* **Task statement**
Return only the lines from the top of the material through the line marked by "const MAX_PER_PAGE: u8 = 100;", unaltered.

* **Given information**
= = =

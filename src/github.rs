//! GitHub provider adapter built on octocrab.

use async_trait::async_trait;
use octocrab::models;
use octocrab::Octocrab;
use tracing::{debug, info, warn};

use crate::error::{MirrorError, Result};
use crate::model::{
    AccountKind, Organization, Owner, ProviderKind, Repository, RepositoryRequest,
};
use crate::provider::Provider;

const MAX_PER_PAGE: u8 = 100;

/// GitHub adapter. Listing, create and update all go through one octocrab
/// client scoped to this run.
pub struct GithubProvider {
    client: Octocrab,
    /// Login of the token's user, used to pick the create endpoint.
    login: Option<String>,
}

impl GithubProvider {
    pub async fn new(token: Option<&str>) -> Result<Self> {
        let mut builder = Octocrab::builder();
        if let Some(token) = token {
            builder = builder.personal_token(token.to_string());
        }
        let client = builder.build().map_err(api_err)?;

        // Resolve the authenticated login up front; create-repository under
        // the token's own account uses a different endpoint than an org.
        let login = if token.is_some() {
            match client.current().user().await {
                Ok(user) => Some(user.login),
                Err(e) => {
                    warn!("could not resolve authenticated GitHub user: {}", e);
                    None
                }
            }
        } else {
            None
        };

        if let Some(login) = &login {
            info!("authenticated as GitHub user: {}", login);
        }

        Ok(Self { client, login })
    }

    async fn list_user_repositories(&self, account: &str) -> Result<Vec<Repository>> {
        debug!("fetching repositories for user: {}", account);

        let mut repositories = Vec::new();
        let mut page = 1u32;

        loop {
            let route = format!(
                "/users/{}/repos?type=owner&per_page={}&page={}",
                account, MAX_PER_PAGE, page
            );
            let items: Vec<models::Repository> =
                self.client.get(route, None::<&()>).await.map_err(api_err)?;

            let count = items.len();
            repositories.extend(items.into_iter().map(map_repository));

            if count < MAX_PER_PAGE as usize {
                break;
            }
            page += 1;
        }

        Ok(repositories)
    }

    async fn list_org_repositories(&self, org: &str) -> Result<Vec<Repository>> {
        debug!("fetching repositories for organization: {}", org);

        let mut repositories = Vec::new();
        let mut page = 1u8;

        loop {
            let page_repos = self
                .client
                .orgs(org)
                .list_repos()
                .per_page(MAX_PER_PAGE)
                .page(page)
                .send()
                .await
                .map_err(api_err)?;

            let items = page_repos.items;
            let count = items.len();
            repositories.extend(items.into_iter().map(map_repository));

            if count < MAX_PER_PAGE as usize {
                break;
            }
            // GitHub API pagination limit for u8
            if page == u8::MAX {
                warn!("reached maximum pagination limit for org: {}", org);
                break;
            }
            page += 1;
        }

        Ok(repositories)
    }
}

#[async_trait]
impl Provider for GithubProvider {
    fn kind(&self) -> ProviderKind {
        ProviderKind::Github
    }

    async fn list_organizations(&self, user: &str) -> Result<Vec<Organization>> {
        let mut organizations = Vec::new();
        let mut page = 1u32;

        loop {
            let route = format!("/users/{}/orgs?per_page={}&page={}", user, MAX_PER_PAGE, page);
            let items: Vec<models::orgs::Organization> =
                self.client.get(route, None::<&()>).await.map_err(api_err)?;

            let count = items.len();
            organizations.extend(items.into_iter().map(map_organization));

            if count < MAX_PER_PAGE as usize {
                break;
            }
            page += 1;
        }

        Ok(organizations)
    }

    async fn get_organization(&self, name: &str) -> Result<Organization> {
        match self.client.orgs(name).get().await {
            Ok(org) => Ok(map_organization(org)),
            Err(e) if status_of(&e) == Some(404) => {
                Err(MirrorError::not_found("Organization", name))
            }
            Err(e) => Err(api_err(e)),
        }
    }

    async fn list_repositories(&self, account: &str, kind: AccountKind) -> Result<Vec<Repository>> {
        let repos = match kind {
            AccountKind::User => self.list_user_repositories(account).await?,
            AccountKind::Org => self.list_org_repositories(account).await?,
        };

        info!("found {} repositories for github/{}", repos.len(), account);
        Ok(repos)
    }

    async fn get_repository(&self, owner: &str, name: &str) -> Result<Repository> {
        match self.client.repos(owner, name).get().await {
            Ok(repo) => Ok(map_repository(repo)),
            Err(e) if status_of(&e) == Some(404) => Err(MirrorError::not_found(
                "Repository",
                format!("{}/{}", owner, name),
            )),
            Err(e) => Err(api_err(e)),
        }
    }

    async fn create_repository(&self, owner: &str, req: &RepositoryRequest) -> Result<Repository> {
        if req.name.is_empty() {
            return Err(MirrorError::config("new repo name must not be empty"));
        }

        let route = match &self.login {
            // Creating under the token's own account uses /user/repos.
            Some(login) if login == owner => "/user/repos".to_string(),
            _ => format!("/orgs/{}/repos", owner),
        };

        let body = request_body(req);
        match self
            .client
            .post::<_, models::Repository>(route, Some(&body))
            .await
        {
            Ok(repo) => Ok(map_repository(repo)),
            // 422: name already exists on this account; resolve and return
            // the existing repository instead (idempotent create).
            Err(e) if status_of(&e) == Some(422) => {
                debug!("repository {} already exists, re-fetching", req.name);
                self.get_repository(owner, &req.name).await.map_err(|_| {
                    MirrorError::CreateFailed {
                        name: req.name.clone(),
                        detail: e.to_string(),
                    }
                })
            }
            Err(e) => Err(MirrorError::CreateFailed {
                name: req.name.clone(),
                detail: e.to_string(),
            }),
        }
    }

    async fn update_repository(
        &self,
        owner: &str,
        name: &str,
        req: &RepositoryRequest,
    ) -> Result<Repository> {
        let route = format!("/repos/{}/{}", owner, name);
        let body = request_body(req);

        match self
            .client
            .patch::<models::Repository, _, _>(route, Some(&body))
            .await
        {
            Ok(repo) => Ok(map_repository(repo)),
            Err(e) => Err(MirrorError::UpdateFailed {
                owner: owner.to_string(),
                name: name.to_string(),
                detail: e.to_string(),
            }),
        }
    }
}

fn request_body(req: &RepositoryRequest) -> serde_json::Value {
    let mut body = serde_json::Map::new();
    body.insert("name".into(), req.name.clone().into());
    if let Some(description) = &req.description {
        body.insert("description".into(), description.clone().into());
    }
    if let Some(homepage) = &req.homepage {
        body.insert("homepage".into(), homepage.clone().into());
    }
    if !req.topics.is_empty() {
        body.insert("topics".into(), req.topics.clone().into());
    }
    body.insert("private".into(), req.private.into());
    serde_json::Value::Object(body)
}

fn map_repository(repo: models::Repository) -> Repository {
    Repository {
        owner: Owner {
            name: repo
                .owner
                .as_ref()
                .map(|o| o.login.clone())
                .unwrap_or_default(),
            kind: None,
        },
        name: repo.name.clone(),
        full_name: repo.full_name.clone(),
        description: repo.description.clone(),
        homepage: repo.homepage.clone(),
        html_url: repo.html_url.as_ref().map(|u| u.to_string()),
        clone_url: repo.clone_url.as_ref().map(|u| u.to_string()),
        ssh_url: repo.ssh_url.clone(),
        fork: repo.fork.unwrap_or(false),
        private: repo.private.unwrap_or(false),
        topics: repo.topics.clone().unwrap_or_default(),
        archived: repo.archived.unwrap_or(false),
        organization: None,
    }
}

fn map_organization(org: models::orgs::Organization) -> Organization {
    Organization {
        name: org.login,
        description: org.description,
        kind: None,
    }
}

fn api_err(err: octocrab::Error) -> MirrorError {
    MirrorError::Api {
        provider: "github",
        detail: err.to_string(),
    }
}

fn status_of(err: &octocrab::Error) -> Option<u16> {
    match err {
        octocrab::Error::GitHub { source, .. } => Some(source.status_code.as_u16()),
        _ => None,
    }
}

#[cfg(test)]
mod tests {
    use super::*;
    use serde_json::json;
    use wiremock::matchers::{method, path, query_param};
    use wiremock::{Mock, MockServer, ResponseTemplate};

    fn org_json(n: u32) -> serde_json::Value {
        json!({
            "login": format!("org{}", n),
            "id": n,
            "node_id": format!("o{}", n),
            "url": format!("https://api.github.com/orgs/org{}", n),
            "repos_url": format!("https://api.github.com/orgs/org{}/repos", n),
            "events_url": format!("https://api.github.com/orgs/org{}/events", n),
            "hooks_url": format!("https://api.github.com/orgs/org{}/hooks", n),
            "issues_url": format!("https://api.github.com/orgs/org{}/issues", n),
            "members_url": format!("https://api.github.com/orgs/org{}/members{{/member}}", n),
            "public_members_url":
                format!("https://api.github.com/orgs/org{}/public_members{{/member}}", n),
            "avatar_url": format!("https://avatars.example/o/{}", n)
        })
    }

    #[tokio::test]
    async fn test_list_organizations_walks_past_the_first_page() {
        let server = MockServer::start().await;
        let full_page: Vec<_> = (0..u32::from(MAX_PER_PAGE)).map(org_json).collect();
        Mock::given(method("GET"))
            .and(path("/users/octocat/orgs"))
            .and(query_param("page", "1"))
            .respond_with(ResponseTemplate::new(200).set_body_json(&full_page))
            .mount(&server)
            .await;
        Mock::given(method("GET"))
            .and(path("/users/octocat/orgs"))
            .and(query_param("page", "2"))
            .respond_with(ResponseTemplate::new(200).set_body_json(vec![org_json(100)]))
            .mount(&server)
            .await;

        let client = Octocrab::builder()
            .base_uri(server.uri())
            .expect("base uri")
            .build()
            .expect("client");
        let provider = GithubProvider {
            client,
            login: None,
        };

        let orgs = provider
            .list_organizations("octocat")
            .await
            .expect("list organizations");
        assert_eq!(orgs.len(), 101);
        assert_eq!(orgs[0].name, "org0");
        assert_eq!(orgs[100].name, "org100");
    }

    #[test]
    fn test_map_repository_fields() {
        let raw = json!({
            "id": 1,
            "node_id": "n1",
            "name": "widget",
            "full_name": "octocat/widget",
            "url": "https://api.github.com/repos/octocat/widget",
            "owner": {
                "login": "octocat",
                "id": 2,
                "node_id": "n2",
                "avatar_url": "https://avatars.example/u/2",
                "gravatar_id": "",
                "url": "https://api.github.com/users/octocat",
                "html_url": "https://github.com/octocat",
                "followers_url": "https://api.github.com/users/octocat/followers",
                "following_url": "https://api.github.com/users/octocat/following{/other_user}",
                "gists_url": "https://api.github.com/users/octocat/gists{/gist_id}",
                "starred_url": "https://api.github.com/users/octocat/starred{/owner}{/repo}",
                "subscriptions_url": "https://api.github.com/users/octocat/subscriptions",
                "organizations_url": "https://api.github.com/users/octocat/orgs",
                "repos_url": "https://api.github.com/users/octocat/repos",
                "events_url": "https://api.github.com/users/octocat/events{/privacy}",
                "received_events_url": "https://api.github.com/users/octocat/received_events",
                "type": "User",
                "site_admin": false
            },
            "description": "a widget",
            "homepage": "https://widget.example",
            "html_url": "https://github.com/octocat/widget",
            "clone_url": "https://github.com/octocat/widget.git",
            "ssh_url": "git@github.com:octocat/widget.git",
            "fork": true,
            "private": true,
            "topics": ["rust", "mirror"],
            "archived": false
        });

        let repo: models::Repository = serde_json::from_value(raw).expect("model parse");
        let mapped = map_repository(repo);

        assert_eq!(mapped.owner.name, "octocat");
        assert_eq!(mapped.name, "widget");
        assert_eq!(mapped.full_name.as_deref(), Some("octocat/widget"));
        assert_eq!(mapped.description.as_deref(), Some("a widget"));
        assert_eq!(mapped.homepage.as_deref(), Some("https://widget.example"));
        assert_eq!(
            mapped.clone_url.as_deref(),
            Some("https://github.com/octocat/widget.git")
        );
        assert_eq!(
            mapped.ssh_url.as_deref(),
            Some("git@github.com:octocat/widget.git")
        );
        assert!(mapped.fork);
        assert!(mapped.private);
        assert_eq!(mapped.topics, vec!["rust", "mirror"]);
    }

    #[test]
    fn test_request_body_skips_absent_fields() {
        let req = RepositoryRequest {
            name: "widget".to_string(),
            description: None,
            homepage: Some("https://widget.example".to_string()),
            topics: vec![],
            private: false,
        };

        let body = request_body(&req);
        assert_eq!(body["name"], "widget");
        assert_eq!(body["homepage"], "https://widget.example");
        assert_eq!(body["private"], false);
        assert!(body.get("description").is_none());
        assert!(body.get("topics").is_none());
    }
}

= = =

* **Your solution**
filename src/github.rs
//! GitHub provider adapter built on octocrab.

use async_trait::async_trait;
use octocrab::models;
use octocrab::Octocrab;
use tracing::{debug, info, warn};

use crate::error::{MirrorError, Result};
use crate::model::{
    AccountKind, Organization, Owner, ProviderKind, Repository, RepositoryRequest,
};
use crate::provider::Provider;

const MAX_PER_PAGE: u8 = 100;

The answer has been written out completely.